[EXTRACTED RECORDS Boundary: Start]

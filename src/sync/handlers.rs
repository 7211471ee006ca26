//! Per-event ledger handlers
//!
//! Every handler is a field-overwrite upsert, so replaying an event rewrites
//! the same values and has no further effect.

use alloy::primitives::{B256, U256};
use alloy::sol_types::SolCall;
use tracing::{debug, error, info, warn};

use super::transfer_ids;
use crate::chain::{BridgeEvent, EventMeta, TxInfo};
use crate::contracts::bridge::{Bridge, L1Bridge};
use crate::db::{Transfer, TransferRoot, TransferRootUpdate, TransferUpdate};
use crate::error::BonderError;
use crate::hash::{transfer_id as compute_transfer_id, transfer_root_id, TransferIdFields};
use crate::state::{AppState, ChainContext};

pub async fn handle_event(
    state: &AppState,
    chain: &ChainContext,
    event: BridgeEvent,
) -> Result<(), BonderError> {
    match event {
        BridgeEvent::TransferSent {
            meta,
            transfer_id,
            destination_chain_id,
            recipient,
            amount,
            transfer_nonce,
            bonder_fee,
            index: _,
            amount_out_min,
            deadline,
        } => {
            let expected = compute_transfer_id(&TransferIdFields {
                chain_id: destination_chain_id,
                recipient,
                amount,
                transfer_nonce,
                bonder_fee,
                amount_out_min,
                deadline,
            });
            if expected != transfer_id {
                error!(
                    chain = %chain.slug,
                    transfer_id = %transfer_id,
                    computed = %expected,
                    tx_hash = %meta.tx_hash,
                    "TransferSent id does not match its fields, skipping"
                );
                return Ok(());
            }

            let sender = chain
                .client
                .transaction(meta.tx_hash)
                .await?
                .map(|tx| tx.from);
            let timestamp = chain.client.block_timestamp(meta.block_number).await?;
            let requests_swap = !amount_out_min.is_zero() || !deadline.is_zero();
            let is_bondable = state.policy.is_bondable(
                amount,
                bonder_fee,
                requests_swap,
                state.chains.is_l1(destination_chain_id),
                sender,
                recipient,
            );

            debug!(
                chain = %chain.slug,
                transfer_id = %transfer_id,
                destination = destination_chain_id,
                amount = %amount,
                is_bondable,
                "TransferSent"
            );

            state
                .store
                .update_transfer(
                    transfer_id,
                    TransferUpdate {
                        source_chain_id: Some(chain.chain_id),
                        destination_chain_id: Some(destination_chain_id),
                        sender,
                        recipient: Some(recipient),
                        amount: Some(amount),
                        bonder_fee: Some(bonder_fee),
                        amount_out_min: Some(amount_out_min),
                        deadline: Some(deadline),
                        transfer_nonce: Some(transfer_nonce),
                        transfer_sent_tx_hash: Some(meta.tx_hash),
                        transfer_sent_block_number: Some(meta.block_number),
                        transfer_sent_index: Some(meta.tx_index),
                        transfer_sent_log_index: Some(meta.log_index),
                        transfer_sent_timestamp: Some(timestamp),
                        is_bondable: Some(is_bondable),
                        ..Default::default()
                    },
                )
                .await?;
        }

        BridgeEvent::TransfersCommitted {
            meta,
            destination_chain_id,
            root_hash,
            total_amount,
            root_committed_at,
        } => {
            let root_id = transfer_root_id(root_hash, total_amount);
            info!(
                chain = %chain.slug,
                root_hash = %root_hash,
                transfer_root_id = %root_id,
                destination = destination_chain_id,
                total_amount = %total_amount,
                "TransfersCommitted"
            );

            state
                .store
                .update_transfer_root(
                    root_id,
                    TransferRootUpdate {
                        transfer_root_hash: Some(root_hash),
                        source_chain_id: Some(chain.chain_id),
                        destination_chain_id: Some(destination_chain_id),
                        total_amount: Some(total_amount),
                        committed: Some(true),
                        committed_at: Some(root_committed_at),
                        commit_tx_hash: Some(meta.tx_hash),
                        commit_tx_block_number: Some(meta.block_number),
                        should_bond_transfer_root: Some(chain.is_oru()),
                        ..Default::default()
                    },
                )
                .await?;

            // Ids are backfilled by the incomplete pass if recovery fails here
            if let Err(e) = transfer_ids::populate(state, chain, root_id).await {
                warn!(
                    chain = %chain.slug,
                    transfer_root_id = %root_id,
                    error = %e,
                    "Transfer id recovery deferred"
                );
            }
        }

        BridgeEvent::TransferRootBonded {
            meta,
            root_hash,
            amount,
        } => {
            let root_id = transfer_root_id(root_hash, amount);
            let tx = require_tx(chain, &meta).await?;
            let destination = decode_bond_destination(&tx);
            let bonded_at = chain.client.block_timestamp(meta.block_number).await?;

            info!(
                root_hash = %root_hash,
                transfer_root_id = %root_id,
                bonder = %tx.from,
                "TransferRootBonded"
            );

            state
                .store
                .update_transfer_root(
                    root_id,
                    TransferRootUpdate {
                        transfer_root_hash: Some(root_hash),
                        destination_chain_id: destination,
                        bonded: Some(true),
                        bonder: Some(tx.from),
                        bonded_at: Some(bonded_at),
                        bond_tx_hash: Some(meta.tx_hash),
                        bond_block_number: Some(meta.block_number),
                        bond_total_amount: Some(amount),
                        bond_transfer_root_id: Some(root_id),
                        ..Default::default()
                    },
                )
                .await?;
        }

        BridgeEvent::TransferRootConfirmed {
            meta,
            origin_chain_id,
            destination_chain_id,
            root_hash,
            total_amount,
        } => {
            let root_id = transfer_root_id(root_hash, total_amount);
            let confirmed_at = chain.client.block_timestamp(meta.block_number).await?;

            info!(
                root_hash = %root_hash,
                transfer_root_id = %root_id,
                origin = origin_chain_id,
                destination = destination_chain_id,
                "TransferRootConfirmed"
            );

            // A confirmation on L1 proves the source committed the root
            state
                .store
                .update_transfer_root(
                    root_id,
                    TransferRootUpdate {
                        transfer_root_hash: Some(root_hash),
                        source_chain_id: Some(origin_chain_id),
                        destination_chain_id: Some(destination_chain_id),
                        total_amount: Some(total_amount),
                        committed: Some(true),
                        confirmed: Some(true),
                        confirmed_at: Some(confirmed_at),
                        confirm_tx_hash: Some(meta.tx_hash),
                        ..Default::default()
                    },
                )
                .await?;
        }

        BridgeEvent::TransferRootSet {
            meta,
            root_hash,
            total_amount,
        } => {
            let root_id = transfer_root_id(root_hash, total_amount);
            let timestamp = chain.client.block_timestamp(meta.block_number).await?;

            debug!(chain = %chain.slug, root_hash = %root_hash, "TransferRootSet");

            state
                .store
                .update_transfer_root(
                    root_id,
                    TransferRootUpdate {
                        transfer_root_hash: Some(root_hash),
                        destination_chain_id: Some(chain.chain_id),
                        total_amount: Some(total_amount),
                        root_set_tx_hash: Some(meta.tx_hash),
                        root_set_block_number: Some(meta.block_number),
                        root_set_timestamp: Some(timestamp),
                        ..Default::default()
                    },
                )
                .await?;
        }

        BridgeEvent::WithdrawalBonded {
            meta,
            transfer_id,
            amount,
        } => {
            let tx = require_tx(chain, &meta).await?;
            debug!(
                chain = %chain.slug,
                transfer_id = %transfer_id,
                bonder = %tx.from,
                amount = %amount,
                "WithdrawalBonded"
            );

            state
                .store
                .update_transfer(
                    transfer_id,
                    TransferUpdate {
                        destination_chain_id: Some(chain.chain_id),
                        withdrawal_bonded: Some(true),
                        withdrawal_bonder: Some(tx.from),
                        withdrawal_bonded_tx_hash: Some(meta.tx_hash),
                        withdrawal_bond_tx_error: Some(None),
                        ..Default::default()
                    },
                )
                .await?;
        }

        BridgeEvent::Withdrew {
            meta, transfer_id, ..
        } => {
            debug!(chain = %chain.slug, transfer_id = %transfer_id, "Withdrew");
            state
                .store
                .update_transfer(
                    transfer_id,
                    TransferUpdate {
                        destination_chain_id: Some(chain.chain_id),
                        is_transfer_spent: Some(true),
                        transfer_spent_tx_hash: Some(meta.tx_hash),
                        ..Default::default()
                    },
                )
                .await?;
        }

        BridgeEvent::WithdrawalBondSettled {
            transfer_id,
            root_hash,
            ..
        } => {
            state
                .store
                .update_transfer(
                    transfer_id,
                    TransferUpdate {
                        withdrawal_bond_settled: Some(true),
                        ..Default::default()
                    },
                )
                .await?;
            refresh_all_settled(state, root_hash, None).await?;
        }

        BridgeEvent::MultipleWithdrawalsSettled {
            meta,
            root_hash,
            total_bonds_settled,
            ..
        } => {
            let tx = require_tx(chain, &meta).await?;
            let settled_ids = match Bridge::settleBondedWithdrawalsCall::abi_decode(&tx.input, true) {
                Ok(call) => call.transferIds,
                Err(e) => {
                    warn!(tx_hash = %meta.tx_hash, error = %e, "Could not decode settle calldata");
                    Vec::new()
                }
            };

            for transfer_id in settled_ids {
                let Some(transfer) = state.store.get_by_transfer_id(transfer_id).await? else {
                    continue;
                };
                state
                    .store
                    .update_transfer(
                        transfer_id,
                        TransferUpdate {
                            withdrawal_bond_settled: Some(transfer.withdrawal_bonded),
                            ..Default::default()
                        },
                    )
                    .await?;
            }

            debug!(
                chain = %chain.slug,
                root_hash = %root_hash,
                total_bonds_settled = %total_bonds_settled,
                "MultipleWithdrawalsSettled"
            );
            refresh_all_settled(state, root_hash, Some(total_bonds_settled)).await?;
        }

        BridgeEvent::TransferBondChallenged {
            meta,
            transfer_root_id,
            root_hash,
            original_amount,
        } => {
            let challenge_started_at = chain.client.block_timestamp(meta.block_number).await?;
            warn!(
                transfer_root_id = %transfer_root_id,
                root_hash = %root_hash,
                amount = %original_amount,
                challenge_started_at,
                "TransferBondChallenged"
            );
            state
                .store
                .update_transfer_root(
                    transfer_root_id,
                    TransferRootUpdate {
                        transfer_root_hash: Some(root_hash),
                        challenged: Some(true),
                        challenge_started_at: Some(challenge_started_at),
                        ..Default::default()
                    },
                )
                .await?;
        }

        BridgeEvent::ChallengeResolved {
            transfer_root_id,
            root_hash,
            ..
        } => {
            info!(transfer_root_id = %transfer_root_id, "ChallengeResolved");
            state
                .store
                .update_transfer_root(
                    transfer_root_id,
                    TransferRootUpdate {
                        transfer_root_hash: Some(root_hash),
                        challenge_expired: Some(true),
                        ..Default::default()
                    },
                )
                .await?;
        }
    }

    Ok(())
}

[EXTRACTED RECORDS Boundary: End]

## WHAT YOU NEED TO DO
Collect every line above that contains the word "ChallengeResolved".

## TASK SOLUTION
        BridgeEvent::ChallengeResolved {
            info!(transfer_root_id = %transfer_root_id, "ChallengeResolved");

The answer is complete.